- _Task prompt_
Only one stretch of the data below should be repeated: the lines from the line containing "let result = search(self);" through the line containing "through the host.", inclusive, exactly as they are.

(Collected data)
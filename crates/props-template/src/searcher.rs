//! Path search over a builder tree.
//!
//! The searcher is driven by the same builder calls as a render but writes
//! nothing. It descends only into the branch matching the next segment of the
//! target path and, on reaching the last segment, renders the matched node
//! through its host renderer under the key the search started from. Every
//! call after the match is a no-op.
use tracing::trace;

use crate::{
    Error, PathSegment,
    fragment::fragment_ids,
    options::Options,
    partial::Partial,
    path::{Path, TraveledPath, join},
    render::RenderVisitor,
    value::{Record, Value},
    visitor::{Block, ItemBlock, NodeVisitor},
};

/// What a finished search found.
#[derive(Debug, Clone, PartialEq, Eq, Default)]
pub struct SearchOutcome {
    pub found: bool,
    /// Segments between the search root and the match.
    pub path_suffix: Path,
    /// Dotted path of the match, restarted at the innermost fragment
    /// traversed on the way.
    pub found_path: String,
    pub fragment_context: Option<String>,
}

/// A [`NodeVisitor`] that looks for one node.
pub struct SearchVisitor<'s, 'e> {
    host: &'s mut RenderVisitor<'e>,
    root_key: String,
    target: Path,
    depth: usize,
    traveled: TraveledPath,
    /// Start of the path reported back, moved past each fragment entered.
    fragment_base: usize,
    fragment_context: Option<String>,
    /// Position of the next `child` call in the enclosing bare array.
    child_index: Option<usize>,
    found: bool,
}

impl<'s, 'e> SearchVisitor<'s, 'e> {
    /// A search for `target` starting at the node `root_key` of `host`.
    /// The first segment of `target` addresses that node.
    pub(crate) fn new(host: &'s mut RenderVisitor<'e>, root_key: &str, target: Path) -> Self {
        Self {
            host,
            root_key: root_key.to_owned(),
            target,
            depth: 0,
            traveled: TraveledPath::new(),
            fragment_base: 0,
            fragment_context: None,
            child_index: None,
            found: false,
        }
    }

    pub(crate) fn finish(self) -> SearchOutcome {
        if !self.found {
            return SearchOutcome::default();
        }
        SearchOutcome {
            found: true,
            path_suffix: self.traveled.as_slice()[1..].to_vec(),
            found_path: join(&self.traveled.as_slice()[self.fragment_base..]),
            fragment_context: self.fragment_context,
        }
    }

    fn segment(&self) -> Option<&PathSegment> {
        self.target.get(self.depth)
    }

    fn at_last_segment(&self) -> bool {
        self.depth + 1 == self.target.len()
    }

    fn enter_fragment(&mut self, options: &Options) {
        if let Some(id) = fragment_ids(options).next() {
            self.fragment_context = Some(id.to_owned());
            self.fragment_base = self.traveled.len();
        }
    }

    /// Runs `search` one level down. A branch that misses restores the
    /// fragment context it started with.
    fn within<F>(&mut self, options: &Options, search: F) -> Result<(), Error>
    where
        F: FnOnce(&mut Self) -> Result<(), Error>,
    {
        let context = self.fragment_context.clone();
        let base = self.fragment_base;
        self.enter_fragment(options);
        let result = search(self);
        if !self.found {
            self.fragment_context = context;
            self.fragment_base = base;
        }
        result
    }

    /// Renders the matched node through the host.
    fn capture(&mut self, mut options: Options, block: &mut Block<'_>) -> Result<(), Error> {
        self.found = true;
        self.enter_fragment(&options);
        options.defer = None;
        options.search = None;
        options.path_suffix = self.traveled.as_slice()[1..].to_vec();
        trace!(path = %self.traveled, "search matched");
        self.host.visit_set(&self.root_key, options, block)
    }

    /// Descends one level into a matched node.
    fn descend(&mut self, options: &Options, block: &mut Block<'_>) -> Result<(), Error> {
        self.within(options, |this| {
            this.depth += 1;
            let enclosing = this.child_index.take();
            let result = match &options.partial {
                Some(partial) => {
                    let partials = this.host.partials();
                    partial.render(partials, this)
                }
                None => block(this),
            };
            this.child_index = enclosing;
            this.depth -= 1;
            result
        })
    }

    fn find_item<'c>(&self, collection: &'c [Value]) -> Option<(usize, &'c Value)> {
        match self.segment()? {
            PathSegment::Id { name, value } => collection
                .iter()
                .enumerate()
                .find(|(_, item)| item.field(name).is_some_and(|v| v.to_label() == **value)),
            segment => {
                let index = segment.as_index()?;
                collection.get(index).map(|item| (index, item))
            }
        }
    }
}

impl NodeVisitor for SearchVisitor<'_, '_> {
    fn visit_value(&mut self, _key: &str, _value: &Value) -> Result<(), Error> {
        Ok(())
    }

    fn visit_set(&mut self, key: &str, options: Options, block: &mut Block<'_>) -> Result<(), Error> {
        if self.found || !self.segment().is_some_and(|s| s.matches_key(key)) {
            return Ok(());
        }
        let len = self.traveled.len();
        self.traveled.push_key(key);
        if self.at_last_segment() {
            return self.capture(options, block);
        }
        self.descend(&options, block)?;
        if !self.found {
            self.traveled.truncate(len);
        }
        Ok(())
    }

    fn visit_array(
        &mut self,
        collection: &[Value],
        options: Options,
        block: &mut ItemBlock<'_>,
    ) -> Result<(), Error> {
        if self.found {
            return Ok(());
        }
        let Some((index, item)) = self.find_item(collection) else {
            return Ok(());
        };
        let options = options.refine(Some(item), false)?;
        let len = self.traveled.len();
        self.traveled.push(options.item_segment(index));

        let mut item_block = |visitor: &mut dyn NodeVisitor| block(visitor, item, index);
        if self.at_last_segment() {
            return self.capture(options, &mut item_block);
        }
        self.descend(&options, &mut item_block)?;
        if !self.found {
            self.traveled.truncate(len);
        }
        Ok(())
    }

    fn visit_children(&mut self, block: &mut Block<'_>) -> Result<(), Error> {
        if self.found {
            return Ok(());
        }
        let enclosing = self.child_index.replace(0);
        let result = block(self);
        self.child_index = enclosing;
        result
    }

    fn visit_child(&mut self, block: Option<&mut Block<'_>>) -> Result<(), Error> {
        if self.found {
            return Ok(());
        }
        let Some(next) = self.child_index.as_mut() else {
            return Err(Error::InvalidScopeForChild);
        };
        let index = *next;
        *next += 1;
        let block = block.ok_or(Error::MissingBlock)?;

        if self.segment().and_then(PathSegment::as_index) != Some(index) {
            return Ok(());
        }
        let len = self.traveled.len();
        self.traveled.push(PathSegment::Index(index));
        if self.at_last_segment() {
            return self.capture(Options::default(), block);
        }
        self.descend(&Options::default(), block)?;
        if !self.found {
            self.traveled.truncate(len);
        }
        Ok(())
    }

    fn visit_partial(&mut self, partial: &Partial) -> Result<(), Error> {
        if self.found {
            return Ok(());
        }
        let tagged = Options::new().partial(partial.clone());
        self.within(&tagged, |this| {
            let partials = this.host.partials();
            partial.render(partials, this)
        })
    }

    fn traveled_path(&self) -> String {
        self.traveled.join()
    }

    fn disable_deferments(&mut self) {}
}

#[cfg(test)]
mod test {
    use super::*;
    use crate::{Dsl, Env, path};

    #[test]
    fn outcome_reports_the_match() {
        let mut host = RenderVisitor::new(Env::new());
        let mut searcher = SearchVisitor::new(&mut host, "data", path!["data", "list", 1]);
        searcher
            .object("data", |json| {
                json.object("list", |json| {
                    json.array_children(|json| {
                        json.child(|json| json.set("n", 0))?;
                        json.child(|json| json.set("n", 1))
                    })
                })
            })
            .unwrap();
        let outcome = searcher.finish();
        assert!(outcome.found);
        assert_eq!(outcome.path_suffix, path!["list", 1]);
        assert_eq!(outcome.found_path, "data.list.1");
        assert_eq!(host.result(), r#"{"data":{"n":1}}"#);
    }

    #[test]
    fn misses_report_nothing() {
        let mut host = RenderVisitor::new(Env::new());
        let mut searcher = SearchVisitor::new(&mut host, "data", path!["data", "nope"]);
        searcher
            .object("data", |json| json.object("list", |_| Ok(())))
            .unwrap();
        assert_eq!(searcher.finish(), SearchOutcome::default());
        assert_eq!(host.result(), "{}");
    }
}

- _Response to this task_
        let result = search(self);
        if !self.found {
            self.fragment_context = context;
            self.fragment_base = base;
        }
        result
    }

    /// Renders the matched node through the host.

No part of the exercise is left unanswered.